Antécédemment : Prisonniers des neuf mètres carrés d'une cellule de prison nantie d'un mirage leur faisant croire qu'ils suivent un chemin aux implications embarrassantes, Nathanaël de Luz et la sylphe qui l'accompagnent se sont arrêtés. Ils ont découvert du pain rassis qui n'a rien à faire dans le scénario...
*
D’ordinaire, les quignons de pain ne méritaient pas tant de suspicion. D’autant que Nathanaël de Luz connaissait son origine. S’il s’inquiétait, c’était plutôt de son ancienneté que de sa provenance.

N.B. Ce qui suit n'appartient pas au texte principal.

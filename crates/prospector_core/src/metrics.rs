//! Per-step info metrics, reported in a fixed 13-slot order.

use crate::constants::N_METRICS;
use crate::reward::Outcome;
use crate::SimState;
use serde::{Deserialize, Serialize};

#[derive(Debug, Clone, Copy, Default, PartialEq, Serialize, Deserialize)]
pub struct StepMetrics {
    pub credits: f32,
    pub net_profit: f32,
    pub profit_per_tick: f32,
    pub survival: f32,
    pub overheat_ticks: f32,
    pub pirate_encounters: f32,
    pub value_lost_to_pirates: f32,
    pub fuel_used: f32,
    pub hull_damage: f32,
    pub tool_wear: f32,
    pub scan_count: f32,
    pub mining_ticks: f32,
    pub cargo_utilization_avg: f32,
}

impl StepMetrics {
    /// Column names in wire order.
    pub const NAMES: [&'static str; N_METRICS] = [
        "credits",
        "net_profit",
        "profit_per_tick",
        "survival",
        "overheat_ticks",
        "pirate_encounters",
        "value_lost_to_pirates",
        "fuel_used",
        "hull_damage",
        "tool_wear",
        "scan_count",
        "mining_ticks",
        "cargo_utilization_avg",
    ];

    pub fn compute(state: &SimState, outcome: Outcome) -> Self {
        let stats = &state.stats;
        let ship = &state.ship;
        let net_profit = ship.credits - stats.total_spend;
        let ticks = state.ticks_elapsed.max(1) as f32;
        let utilization = if stats.cargo_util_count > 0.0 {
            stats.cargo_util_sum / stats.cargo_util_count
        } else {
            0.0
        };

        Self {
            credits: ship.credits,
            net_profit,
            profit_per_tick: net_profit / ticks,
            survival: if outcome.survived() { 1.0 } else { 0.0 },
            overheat_ticks: stats.overheat_ticks as f32,
            pirate_encounters: stats.pirate_encounters as f32,
            value_lost_to_pirates: stats.value_lost_to_pirates,
            fuel_used: (stats.fuel_start - ship.fuel).max(0.0),
            hull_damage: (stats.hull_start - ship.hull).max(0.0),
            tool_wear: (stats.tool_start - ship.tool).max(0.0),
            scan_count: stats.scan_count as f32,
            mining_ticks: stats.mining_ticks as f32,
            cargo_utilization_avg: utilization.clamp(0.0, 1.0),
        }
    }

    pub fn to_array(&self) -> [f32; N_METRICS] {
        [
            self.credits,
            self.net_profit,
            self.profit_per_tick,
            self.survival,
            self.overheat_ticks,
            self.pirate_encounters,
            self.value_lost_to_pirates,
            self.fuel_used,
            self.hull_damage,
            self.tool_wear,
            self.scan_count,
            self.mining_ticks,
            self.cargo_utilization_avg,
        ]
    }

    pub fn from_array(values: [f32; N_METRICS]) -> Self {
        let [
            credits,
            net_profit,
            profit_per_tick,
            survival,
            overheat_ticks,
            pirate_encounters,
            value_lost_to_pirates,
            fuel_used,
            hull_damage,
            tool_wear,
            scan_count,
            mining_ticks,
            cargo_utilization_avg,
        ] = values;
        Self {
            credits,
            net_profit,
            profit_per_tick,
            survival,
            overheat_ticks,
            pirate_encounters,
            value_lost_to_pirates,
            fuel_used,
            hull_damage,
            tool_wear,
            scan_count,
            mining_ticks,
            cargo_utilization_avg,
        }
    }
}
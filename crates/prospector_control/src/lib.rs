//! Action sources that drive a [`prospector_core::Engine`].
//!
//! Every source yields raw wire codes (`u8`), including out-of-range ones, so
//! the engine's invalid-action handling is exercised exactly as a harness would.

use prospector_core::actions::{
    COOLDOWN, FOCUSED_SCAN, HOLD, HULL_PATCH, MINE_BASE, OVERHAUL, PURCHASE_BASE, SELECT_BASE,
    SELL_BASE, TOOL_MAINTENANCE, TRAVEL_BASE,
};
use prospector_core::constants::{
    CARGO_MAX, FUEL_MAX, FUEL_MEDIUM, HEAT_MAX, N_COMMODITIES, OVERHAUL_COST,
};
use prospector_core::{MiningMode, NodeKind, SimState};
use rand::{Rng, SeedableRng};
use rand_chacha::ChaCha8Rng;
use serde::{Deserialize, Serialize};

pub trait ActionSource {
    fn next_action(&mut self, state: &SimState) -> u8;
}

/// Upper bound (exclusive) for random codes; deliberately past the action table.
pub const RANDOM_CODE_LIMIT: u8 = 80;

/// Station trading, mining modes, scans, an escape burn, and out-of-range codes.
pub const STATION_MIX: [u8; 16] = [43, 61, 67, 28, 29, 30, 10, 9, 7, 33, 200, 253, 255, 6, 42, 68];

/// Scan, listen, select, mine, travel and sell in one loop.
pub const FIELD_CYCLE: [u8; 14] = [8, 11, 12, 29, 33, 6, 0, 42, 45, 32, 35, 7, 6, 68];

/// Named action streams used by parity runs and benchmarks.
#[derive(Debug, Clone, Copy, PartialEq, Eq, Serialize, Deserialize)]
#[serde(rename_all = "snake_case")]
pub enum Suite {
    Random,
    StationMix,
    FieldCycle,
    Autopilot,
}

impl Suite {
    pub fn source(self, seed: u64) -> Box<dyn ActionSource + Send> {
        match self {
            Suite::Random => Box::new(RandomActions::new(seed)),
            Suite::StationMix => Box::new(PatternActions::new(&STATION_MIX)),
            Suite::FieldCycle => Box::new(PatternActions::new(&FIELD_CYCLE)),
            Suite::Autopilot => Box::new(AutopilotActions),
        }
    }
}

// ---------------------------------------------------------------------------
// Random and fixed-pattern sources
// ---------------------------------------------------------------------------

/// Uniform codes in `0..RANDOM_CODE_LIMIT`, independent of the engine's RNG.
pub struct RandomActions {
    rng: ChaCha8Rng,
}

impl RandomActions {
    pub fn new(seed: u64) -> Self {
        Self {
            rng: ChaCha8Rng::seed_from_u64(seed),
        }
    }
}

impl ActionSource for RandomActions {
    fn next_action(&mut self, _state: &SimState) -> u8 {
        self.rng.gen_range(0..RANDOM_CODE_LIMIT)
    }
}

/// Cycles through a fixed code list forever.
pub struct PatternActions {
    codes: Vec<u8>,
    cursor: usize,
}

impl PatternActions {
    /// An empty pattern degenerates to holding.
    pub fn new(codes: &[u8]) -> Self {
        let codes = if codes.is_empty() {
            vec![HOLD]
        } else {
            codes.to_vec()
        };
        Self { codes, cursor: 0 }
    }
}

impl ActionSource for PatternActions {
    fn next_action(&mut self, _state: &SimState) -> u8 {
        let code = self.codes[self.cursor];
        self.cursor = (self.cursor + 1) % self.codes.len();
        code
    }
}

// ---------------------------------------------------------------------------
// Autopilot
// ---------------------------------------------------------------------------

/// Rule-based prospector. Judges asteroids only by what the agent could know
/// (estimates, gauges, prices), never by hidden asteroid truth.
///
/// Routing is privileged: heading home reads each neighbour's hop count to the
/// station from the world graph, which the observation does not carry. Treat
/// it as an oracle baseline, not as an observation-only policy.
///
/// In the field, in priority order:
/// 1. Cool down when hot, patch hull or tool when worn and a kit is aboard.
/// 2. Head home when the hold is nearly full or fuel runs low.
/// 3. Select the most valuable-looking asteroid; move on if none remain.
/// 4. Focus-scan low-confidence targets, then mine.
///
/// At the station it sells everything, refuels, overhauls when damaged, and
/// departs along the calmest edge.
pub struct AutopilotActions;

const HOT_FRACTION: f32 = 0.7;
const WORN_LEVEL: f32 = 40.0;
const RETURN_CARGO_FRACTION: f32 = 0.9;
const RETURN_FUEL_FRACTION: f32 = 0.3;
const REFUEL_FRACTION: f32 = 0.6;
const SCAN_CONFIDENCE: f32 = 0.25;
const CAREFUL_STABILITY: f32 = 0.35;
const OVERHAUL_HULL: f32 = 60.0;

#[allow(clippy::cast_possible_truncation)] // slots and commodities are < 16
fn code(base: u8, offset: usize) -> u8 {
    base + offset as u8
}

/// Edge slot leading one hop closer to the station, if any. Reads the
/// neighbours' `steps_to_station`, which only the full state exposes.
fn homeward_slot(state: &SimState) -> Option<usize> {
    let node = state.current_node();
    node.edges
        .iter()
        .enumerate()
        .filter_map(|(slot, edge)| edge.map(|edge| (slot, edge)))
        .min_by_key(|(_, edge)| state.world.nodes[edge.to].steps_to_station)
        .map(|(slot, _)| slot)
}

/// Edge slot toward a mining field with the lowest estimated threat.
fn outbound_slot(state: &SimState) -> Option<usize> {
    let node = state.current_node();
    node.edges
        .iter()
        .enumerate()
        .filter_map(|(slot, edge)| edge.map(|edge| (slot, edge)))
        .filter(|(_, edge)| state.world.nodes[edge.to].kind != NodeKind::Station)
        .min_by(|(_, a), (_, b)| a.threat_estimate.total_cmp(&b.threat_estimate))
        .map(|(slot, _)| slot)
}

/// Best-looking untouched asteroid at the current node, by estimated value.
fn best_asteroid(state: &SimState) -> Option<usize> {
    let prices = &state.market.commodities;
    state
        .current_node()
        .asteroids
        .iter()
        .enumerate()
        .filter_map(|(slot, asteroid)| asteroid.map(|asteroid| (slot, asteroid)))
        .filter(|(_, asteroid)| !asteroid.is_depleted())
        .map(|(slot, asteroid)| {
            let mut value = 0.0_f32;
            for (share, entry) in asteroid.estimate.composition.iter().zip(prices) {
                value += share * entry.price;
            }
            (slot, value * (1.0 - asteroid.depletion))
        })
        .max_by(|(_, a), (_, b)| a.total_cmp(b))
        .map(|(slot, _)| slot)
}

fn station_action(state: &SimState) -> u8 {
    let ship = &state.ship;
    if let Some(commodity) = (0..N_COMMODITIES).find(|&c| ship.cargo[c] > 0.0) {
        return code(SELL_BASE, commodity * 3 + 2);
    }
    if ship.fuel < REFUEL_FRACTION * FUEL_MAX && ship.credits >= FUEL_MEDIUM.1 {
        return PURCHASE_BASE + 1;
    }
    if ship.hull < OVERHAUL_HULL && ship.credits >= OVERHAUL_COST {
        return OVERHAUL;
    }
    outbound_slot(state).map_or(HOLD, |slot| code(TRAVEL_BASE, slot))
}

fn field_action(state: &SimState) -> u8 {
    let ship = &state.ship;
    if ship.heat >= HOT_FRACTION * HEAT_MAX {
        return COOLDOWN;
    }
    if ship.repair_kits > 0 && ship.hull < WORN_LEVEL {
        return HULL_PATCH;
    }
    if ship.repair_kits > 0 && ship.tool < WORN_LEVEL {
        return TOOL_MAINTENANCE;
    }

    let heading_home = ship.cargo_total() >= RETURN_CARGO_FRACTION * CARGO_MAX
        || ship.fuel < RETURN_FUEL_FRACTION * FUEL_MAX;
    if heading_home {
        return homeward_slot(state).map_or(HOLD, |slot| code(TRAVEL_BASE, slot));
    }

    let Some(slot) = state.valid_selection() else {
        return match best_asteroid(state) {
            Some(slot) => code(SELECT_BASE, slot),
            None => outbound_slot(state)
                .or_else(|| homeward_slot(state))
                .map_or(HOLD, |slot| code(TRAVEL_BASE, slot)),
        };
    };

    let Some(asteroid) = state.current_node().asteroids[slot] else {
        return HOLD;
    };
    if asteroid.estimate.confidence < SCAN_CONFIDENCE {
        return FOCUSED_SCAN;
    }
    let mode = if asteroid.estimate.stability < CAREFUL_STABILITY {
        MiningMode::Careful
    } else {
        MiningMode::Normal
    };
    MINE_BASE + mode as u8
}

impl ActionSource for AutopilotActions {
    fn next_action(&mut self, state: &SimState) -> u8 {
        if state.at_station() {
            station_action(state)
        } else {
            field_action(state)
        }
    }
}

— Tu comptes vraiment manger ça ?
Une plainte émana des tréfonds du seigneur de Luz en disgrâce – depuis quand ? … S’il se trouvait jeté au cachot par la volonté de son pire ennemi, bien sûr qu’il était en disgrâce ! Et il se nourrissait de pain douteux. Mortesélène.
— J’ai faim.
Le pain sec, comme tout le monde le savait, constituait l’aliment de base de la prison de la Tour éternelle. Les geôliers l’accompagnaient d’un cruchon d’eau, d’une petite compote de pommes et d’un morceau de gras prélevé sur une viande ou une autre, denrées que Nathanaël ne voyait nulle part. Il lâcha son quignon pour parcourir le sol à tâtons.
— Un problème ?
— Le plateau ne doit pas être très loin. Ils ont dû poser un gadget dessus pour qu’on n’y prête pas attention.
— C’est-à-dire ?
— Le rendre invisible ne suffit pas, ils ne veulent pas que les prisonniers en dévoient l’usage. L’appareil encourage qui le regarde à détourner les yeux. J’aurais pu comparer cela à de l’invisibilité mais je connais quelqu’un de transparent et pourtant d’impossible à ignorer.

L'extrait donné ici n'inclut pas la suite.